Other critics point to concentration risk. Having 3.4% of all Bitcoin supply in one corporate entity creates systemic risk for the broader market. If Strategy were ever forced to sell — through bankruptcy, regulatory action, or shareholder revolt — the market impact would be devastating. It’s the “too big to sell” problem.
I personally think the bear case, while logically sound, overlooks a crucial detail: Strategy’s Bitcoin is held in cold storage with no margin or liquidation price. Unlike leveraged trading positions, there’s no mechanism that forces automatic selling. Bitcoin would have to go to literally zero for Strategy to face insolvency purely from their Bitcoin position. The convertible bonds have defined maturity dates and terms that Strategy can manage through operational revenue from their (still existing, though often forgotten) enterprise software business.

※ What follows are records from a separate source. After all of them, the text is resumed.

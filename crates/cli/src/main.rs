//! Naked Pineapple cart CLI - Offline tools for the cart engine.
//!
//! # Usage
//!
//! ```bash
//! # Replay an action log against an empty cart
//! np-cart replay --actions actions.json
//!
//! # Replay against a saved snapshot
//! np-cart replay --actions actions.json --cart cart.json --currency CAD
//!
//! # Check a cart snapshot for invariant violations
//! np-cart check --cart cart.json
//! ```
//!
//! # Commands
//!
//! - `replay` - Apply a JSON array of cart actions and print the resulting cart
//! - `check` - Print invariant violations; exits non-zero if there are any
//!
//! Logs go to stderr (`RUST_LOG` controls the level); results go to stdout.

#![cfg_attr(not(test), forbid(unsafe_code))]

use std::path::PathBuf;

use clap::{Parser, Subcommand};
use pineapple_cart_core::DEFAULT_CURRENCY_CODE;

mod commands;
mod error;

use error::CliError;

#[derive(Parser)]
#[command(name = "np-cart")]
#[command(author, version, about = "Naked Pineapple cart tools")]
struct Cli {
    #[command(subcommand)]
    command: Commands,
}

#[derive(Subcommand)]
enum Commands {
    /// Apply a JSON array of actions and print the resulting cart
    Replay {
        /// File holding a JSON array of cart actions
        #[arg(short, long)]
        actions: PathBuf,

        /// Cart snapshot to start from (defaults to an empty cart)
        #[arg(short, long)]
        cart: Option<PathBuf>,

        /// Currency for empty carts
        #[arg(long, default_value = DEFAULT_CURRENCY_CODE)]
        currency: String,
    },
    /// Check a cart snapshot against the engine invariants
    Check {
        /// Cart snapshot file
        #[arg(short, long)]
        cart: PathBuf,
    },
}

fn main() {
    // Initialize tracing
    tracing_subscriber::fmt()
        .with_env_filter(
            tracing_subscriber::EnvFilter::try_from_default_env()
                .unwrap_or_else(|_| "pineapple_cart_cli=info".into()),
        )
        .with_writer(std::io::stderr)
        .init();

    let cli = Cli::parse();

    if let Err(e) = run(cli) {
        tracing::error!("Command failed: {e}");
        std::process::exit(1);
    }
}

fn run(cli: Cli) -> Result<(), CliError> {
    let mut stdout = std::io::stdout().lock();
    match cli.command {
        Commands::Replay {
            actions,
            cart,
            currency,
        } => commands::replay::run(&actions, cart.as_deref(), &currency, &mut stdout),
        Commands::Check { cart } => commands::check::run(&cart, &mut stdout),
    }
}
//! Request ID middleware for request tracing and correlation.
//!
//! Generates a UUID v4 for each request if not provided by an upstream proxy
//! (e.g., Cloudflare, load balancer). The request ID is:
//! - Recorded in the `request_id` field of the `http_request` span, so cart
//!   engine logs emitted while handling the request carry it
//! - Returned in the response headers, so a shopper's failed cart update can
//!   be matched to server logs

use axum::{extract::Request, http::HeaderValue, middleware::Next, response::Response};
use tracing::Span;
use uuid::Uuid;

/// The HTTP header name for request IDs.
pub const REQUEST_ID_HEADER: &str = "x-request-id";

/// Middleware that ensures every request has a unique request ID.
///
/// If the incoming request has an `x-request-id` header (from Cloudflare, a load
/// balancer, or the storefront UI retrying a cart update), that value is used.
/// Otherwise, a new UUID v4 is generated.
///
/// Must run inside the `TraceLayer` span: recording into a span that does not
/// declare a `request_id` field is a no-op.
pub async fn request_id_middleware(request: Request, next: Next) -> Response {
    let request_id = request
        .headers()
        .get(REQUEST_ID_HEADER)
        .and_then(|h| h.to_str().ok())
        .map_or_else(|| Uuid::new_v4().to_string(), String::from);

    // Record in current span for structured logging
    Span::current().record("request_id", &request_id);

    let mut response = next.run(request).await;

    // Add to response headers so clients can reference the request ID
    if let Ok(value) = HeaderValue::from_str(&request_id) {
        response.headers_mut().insert(REQUEST_ID_HEADER, value);
    }

    response
}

Why Saylor Won’t Stop — The Philosophical Underpinning
Saylor’s worldview is simple: the purchasing power of the US dollar declines every year due to monetary expansion. Bitcoin’s supply is fixed at 21 million and halves every four years. Over any sufficiently long time horizon, Bitcoin’s value in dollar terms approaches infinity, and the dollar’s value in Bitcoin terms approaches zero. Therefore, any Bitcoin purchase at any price will eventually look cheap.
This isn’t financial analysis — it’s a belief system. And like any belief system, it’s unfalsifiable over the short term. If Bitcoin drops, Saylor says “great, we can buy more at lower prices.” If it rises, he says “see, I told you.” The only scenario where he’s definitively wrong is one where Bitcoin goes to zero permanently, which would require the entire global crypto ecosystem to collapse.
What Individual Investors Should Take Away
You should not replicate Saylor’s strategy. He has access to capital markets that retail investors don’t. He can issue stock, sell bonds, and raise billions with a phone call. You can’t. Trying to go all-in on Bitcoin with leverage or borrowed money because “Saylor did it” is a recipe for ruin.
But there are legitimate lessons here. First, consistency matters more than timing. Saylor doesn’t try to time the market — he buys every week regardless of price. Individual investors who DCA consistently tend to outperform those who try to buy dips. Second, spot over leverage. Strategy holds actual Bitcoin, not futures or margin positions. No liquidation risk. Retail investors should follow the same principle. Third, have a thesis and stick to it. Whether you agree with Saylor’s thesis or not, his unwavering commitment to it is what makes the strategy work.
If I had to choose between buying MSTR stock and buying Bitcoin directly, I’d choose Bitcoin every time. Why pay a premium (or accept dilution risk) for indirect exposure when you can own the underlying asset? Automated trading tools can help you maintain Saylor-like consistency without the emotional burden of manually executing every purchase during volatile markets.